§ **TASK REQUIREMENTS**:
Repeat the lines from the line with "pub mod config;" to the line with "#[cfg_attr(test, mockall::automock)]" in the listing below, keeping both end lines and adding nothing.

§ **DATASET ENTRIES**:
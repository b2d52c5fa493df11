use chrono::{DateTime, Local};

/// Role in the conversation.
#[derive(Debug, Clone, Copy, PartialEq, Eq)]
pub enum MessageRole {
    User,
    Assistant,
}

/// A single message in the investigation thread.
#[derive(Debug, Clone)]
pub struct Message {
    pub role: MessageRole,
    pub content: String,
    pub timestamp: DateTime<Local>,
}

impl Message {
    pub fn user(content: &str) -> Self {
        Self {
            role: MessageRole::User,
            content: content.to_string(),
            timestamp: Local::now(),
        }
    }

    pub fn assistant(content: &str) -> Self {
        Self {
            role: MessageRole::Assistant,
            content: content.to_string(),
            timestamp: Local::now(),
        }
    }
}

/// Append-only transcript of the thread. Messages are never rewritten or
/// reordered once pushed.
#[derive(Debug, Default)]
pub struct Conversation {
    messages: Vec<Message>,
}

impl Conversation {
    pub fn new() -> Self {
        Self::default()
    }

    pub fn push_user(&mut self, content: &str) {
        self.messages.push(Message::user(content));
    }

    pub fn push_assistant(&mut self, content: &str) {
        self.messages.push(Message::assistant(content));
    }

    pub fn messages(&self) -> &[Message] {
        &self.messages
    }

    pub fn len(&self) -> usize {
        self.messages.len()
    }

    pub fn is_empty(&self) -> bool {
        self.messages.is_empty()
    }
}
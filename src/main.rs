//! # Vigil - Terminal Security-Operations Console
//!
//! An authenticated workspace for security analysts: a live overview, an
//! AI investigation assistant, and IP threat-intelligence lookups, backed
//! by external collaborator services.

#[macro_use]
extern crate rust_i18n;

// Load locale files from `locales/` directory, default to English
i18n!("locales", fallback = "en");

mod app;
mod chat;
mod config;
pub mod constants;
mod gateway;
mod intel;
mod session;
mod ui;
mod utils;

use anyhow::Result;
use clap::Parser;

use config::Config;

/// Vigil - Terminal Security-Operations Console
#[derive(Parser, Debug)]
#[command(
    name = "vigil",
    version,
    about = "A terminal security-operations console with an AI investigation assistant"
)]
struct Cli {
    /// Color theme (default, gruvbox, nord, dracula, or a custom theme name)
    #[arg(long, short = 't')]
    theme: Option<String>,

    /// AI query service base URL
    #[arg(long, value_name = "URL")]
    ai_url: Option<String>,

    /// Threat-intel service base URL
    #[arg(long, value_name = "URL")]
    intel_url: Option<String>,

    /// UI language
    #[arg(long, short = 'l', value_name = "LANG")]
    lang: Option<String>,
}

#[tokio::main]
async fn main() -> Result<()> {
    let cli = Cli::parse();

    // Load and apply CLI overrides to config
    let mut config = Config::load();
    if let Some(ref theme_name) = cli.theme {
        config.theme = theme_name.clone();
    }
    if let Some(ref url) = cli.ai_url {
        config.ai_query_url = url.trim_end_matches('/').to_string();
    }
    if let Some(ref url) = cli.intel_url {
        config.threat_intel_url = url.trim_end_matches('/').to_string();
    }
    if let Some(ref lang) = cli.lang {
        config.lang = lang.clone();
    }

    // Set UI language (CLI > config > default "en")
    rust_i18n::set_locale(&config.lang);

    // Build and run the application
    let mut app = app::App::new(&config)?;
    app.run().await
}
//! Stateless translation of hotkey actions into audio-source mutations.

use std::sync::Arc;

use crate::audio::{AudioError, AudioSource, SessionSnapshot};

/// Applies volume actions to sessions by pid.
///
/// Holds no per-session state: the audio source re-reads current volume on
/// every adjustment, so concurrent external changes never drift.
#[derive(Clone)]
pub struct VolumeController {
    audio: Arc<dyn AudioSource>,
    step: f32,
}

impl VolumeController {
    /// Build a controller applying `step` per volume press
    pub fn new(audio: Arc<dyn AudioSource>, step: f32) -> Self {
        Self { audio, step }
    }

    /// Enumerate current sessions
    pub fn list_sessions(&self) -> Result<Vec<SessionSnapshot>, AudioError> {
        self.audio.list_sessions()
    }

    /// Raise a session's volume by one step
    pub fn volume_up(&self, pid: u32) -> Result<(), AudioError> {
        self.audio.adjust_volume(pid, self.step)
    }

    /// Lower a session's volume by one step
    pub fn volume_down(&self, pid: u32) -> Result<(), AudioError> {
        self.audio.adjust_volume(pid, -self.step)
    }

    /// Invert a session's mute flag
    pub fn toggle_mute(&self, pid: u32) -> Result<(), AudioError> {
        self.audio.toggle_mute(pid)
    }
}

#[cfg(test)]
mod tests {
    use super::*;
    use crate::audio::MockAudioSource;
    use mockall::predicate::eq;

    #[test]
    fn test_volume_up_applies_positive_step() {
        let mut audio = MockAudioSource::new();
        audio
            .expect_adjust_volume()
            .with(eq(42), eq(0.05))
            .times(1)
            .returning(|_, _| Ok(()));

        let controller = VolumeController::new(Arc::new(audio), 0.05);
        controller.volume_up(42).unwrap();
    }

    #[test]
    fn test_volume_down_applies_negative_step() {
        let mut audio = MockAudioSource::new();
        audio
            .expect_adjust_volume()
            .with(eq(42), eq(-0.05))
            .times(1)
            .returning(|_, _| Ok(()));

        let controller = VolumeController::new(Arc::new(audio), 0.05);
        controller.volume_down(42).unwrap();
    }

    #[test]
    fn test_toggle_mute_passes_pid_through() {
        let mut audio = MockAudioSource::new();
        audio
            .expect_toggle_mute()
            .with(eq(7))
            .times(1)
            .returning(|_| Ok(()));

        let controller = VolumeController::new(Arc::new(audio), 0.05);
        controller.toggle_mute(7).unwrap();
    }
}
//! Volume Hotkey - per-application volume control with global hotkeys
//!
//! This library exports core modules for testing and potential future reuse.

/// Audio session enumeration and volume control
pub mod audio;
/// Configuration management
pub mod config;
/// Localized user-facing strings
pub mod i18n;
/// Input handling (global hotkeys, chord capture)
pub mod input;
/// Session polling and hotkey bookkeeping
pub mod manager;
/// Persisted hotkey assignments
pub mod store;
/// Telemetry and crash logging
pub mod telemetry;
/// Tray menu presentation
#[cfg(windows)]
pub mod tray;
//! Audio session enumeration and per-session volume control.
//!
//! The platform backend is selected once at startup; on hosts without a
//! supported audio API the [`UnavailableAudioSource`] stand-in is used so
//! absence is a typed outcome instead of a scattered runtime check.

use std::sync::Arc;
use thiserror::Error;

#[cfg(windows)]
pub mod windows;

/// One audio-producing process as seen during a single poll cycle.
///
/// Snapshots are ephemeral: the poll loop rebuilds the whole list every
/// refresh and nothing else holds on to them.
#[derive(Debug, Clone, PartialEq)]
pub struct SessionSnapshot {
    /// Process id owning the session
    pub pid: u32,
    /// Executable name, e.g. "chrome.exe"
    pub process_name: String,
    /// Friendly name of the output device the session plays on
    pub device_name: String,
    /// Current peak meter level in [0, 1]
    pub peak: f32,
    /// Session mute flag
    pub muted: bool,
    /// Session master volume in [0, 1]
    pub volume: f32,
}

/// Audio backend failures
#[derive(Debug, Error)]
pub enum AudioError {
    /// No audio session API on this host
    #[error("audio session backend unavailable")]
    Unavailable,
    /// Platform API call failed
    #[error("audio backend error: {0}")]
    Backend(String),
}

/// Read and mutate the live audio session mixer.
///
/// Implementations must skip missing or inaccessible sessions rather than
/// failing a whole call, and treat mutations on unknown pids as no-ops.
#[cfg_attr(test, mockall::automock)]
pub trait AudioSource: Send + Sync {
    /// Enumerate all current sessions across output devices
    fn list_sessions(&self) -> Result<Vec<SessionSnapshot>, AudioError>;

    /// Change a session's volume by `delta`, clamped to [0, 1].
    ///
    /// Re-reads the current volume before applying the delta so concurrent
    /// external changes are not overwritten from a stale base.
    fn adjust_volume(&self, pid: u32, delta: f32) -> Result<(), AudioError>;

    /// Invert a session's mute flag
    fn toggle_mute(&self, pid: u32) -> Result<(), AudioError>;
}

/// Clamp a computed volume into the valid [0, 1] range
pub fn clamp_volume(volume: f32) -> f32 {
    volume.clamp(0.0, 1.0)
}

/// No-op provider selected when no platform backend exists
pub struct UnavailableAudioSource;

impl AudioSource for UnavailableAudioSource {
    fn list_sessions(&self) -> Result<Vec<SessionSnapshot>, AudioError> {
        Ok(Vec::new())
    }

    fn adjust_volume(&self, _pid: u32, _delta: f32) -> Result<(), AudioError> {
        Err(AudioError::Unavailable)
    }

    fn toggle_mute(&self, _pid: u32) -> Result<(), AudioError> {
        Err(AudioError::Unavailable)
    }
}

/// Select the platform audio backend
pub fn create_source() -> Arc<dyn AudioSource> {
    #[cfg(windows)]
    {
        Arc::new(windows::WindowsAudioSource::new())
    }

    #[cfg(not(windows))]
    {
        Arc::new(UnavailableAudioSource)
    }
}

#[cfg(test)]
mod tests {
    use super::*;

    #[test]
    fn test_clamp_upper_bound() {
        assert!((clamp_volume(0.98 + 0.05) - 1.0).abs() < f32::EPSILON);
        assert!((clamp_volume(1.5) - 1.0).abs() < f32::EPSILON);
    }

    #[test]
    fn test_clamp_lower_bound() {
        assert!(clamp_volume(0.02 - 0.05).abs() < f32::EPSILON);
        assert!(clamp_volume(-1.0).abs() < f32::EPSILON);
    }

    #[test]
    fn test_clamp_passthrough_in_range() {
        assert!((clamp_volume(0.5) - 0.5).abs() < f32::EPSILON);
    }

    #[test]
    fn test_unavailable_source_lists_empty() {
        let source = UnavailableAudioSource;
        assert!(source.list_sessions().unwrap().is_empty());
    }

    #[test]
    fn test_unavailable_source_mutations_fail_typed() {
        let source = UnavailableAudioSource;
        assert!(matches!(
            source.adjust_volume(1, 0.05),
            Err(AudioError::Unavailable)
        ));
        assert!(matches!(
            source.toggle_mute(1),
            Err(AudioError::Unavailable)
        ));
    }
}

§ **RESULT**:
pub mod config;
/// Localized user-facing strings
pub mod i18n;
/// Input handling (global hotkeys, chord capture)
pub mod input;
/// Session polling and hotkey bookkeeping
pub mod manager;
/// Persisted hotkey assignments
pub mod store;
/// Telemetry and crash logging
pub mod telemetry;
/// Tray menu presentation
#[cfg(windows)]
pub mod tray;
//! Audio session enumeration and per-session volume control.
//!
//! The platform backend is selected once at startup; on hosts without a
//! supported audio API the [`UnavailableAudioSource`] stand-in is used so
//! absence is a typed outcome instead of a scattered runtime check.

use std::sync::Arc;
use thiserror::Error;

#[cfg(windows)]
pub mod windows;

/// One audio-producing process as seen during a single poll cycle.
///
/// Snapshots are ephemeral: the poll loop rebuilds the whole list every
/// refresh and nothing else holds on to them.
#[derive(Debug, Clone, PartialEq)]
pub struct SessionSnapshot {
    /// Process id owning the session
    pub pid: u32,
    /// Executable name, e.g. "chrome.exe"
    pub process_name: String,
    /// Friendly name of the output device the session plays on
    pub device_name: String,
    /// Current peak meter level in [0, 1]
    pub peak: f32,
    /// Session mute flag
    pub muted: bool,
    /// Session master volume in [0, 1]
    pub volume: f32,
}

/// Audio backend failures
#[derive(Debug, Error)]
pub enum AudioError {
    /// No audio session API on this host
    #[error("audio session backend unavailable")]
    Unavailable,
    /// Platform API call failed
    #[error("audio backend error: {0}")]
    Backend(String),
}

/// Read and mutate the live audio session mixer.
///
/// Implementations must skip missing or inaccessible sessions rather than
/// failing a whole call, and treat mutations on unknown pids as no-ops.
#[cfg_attr(test, mockall::automock)]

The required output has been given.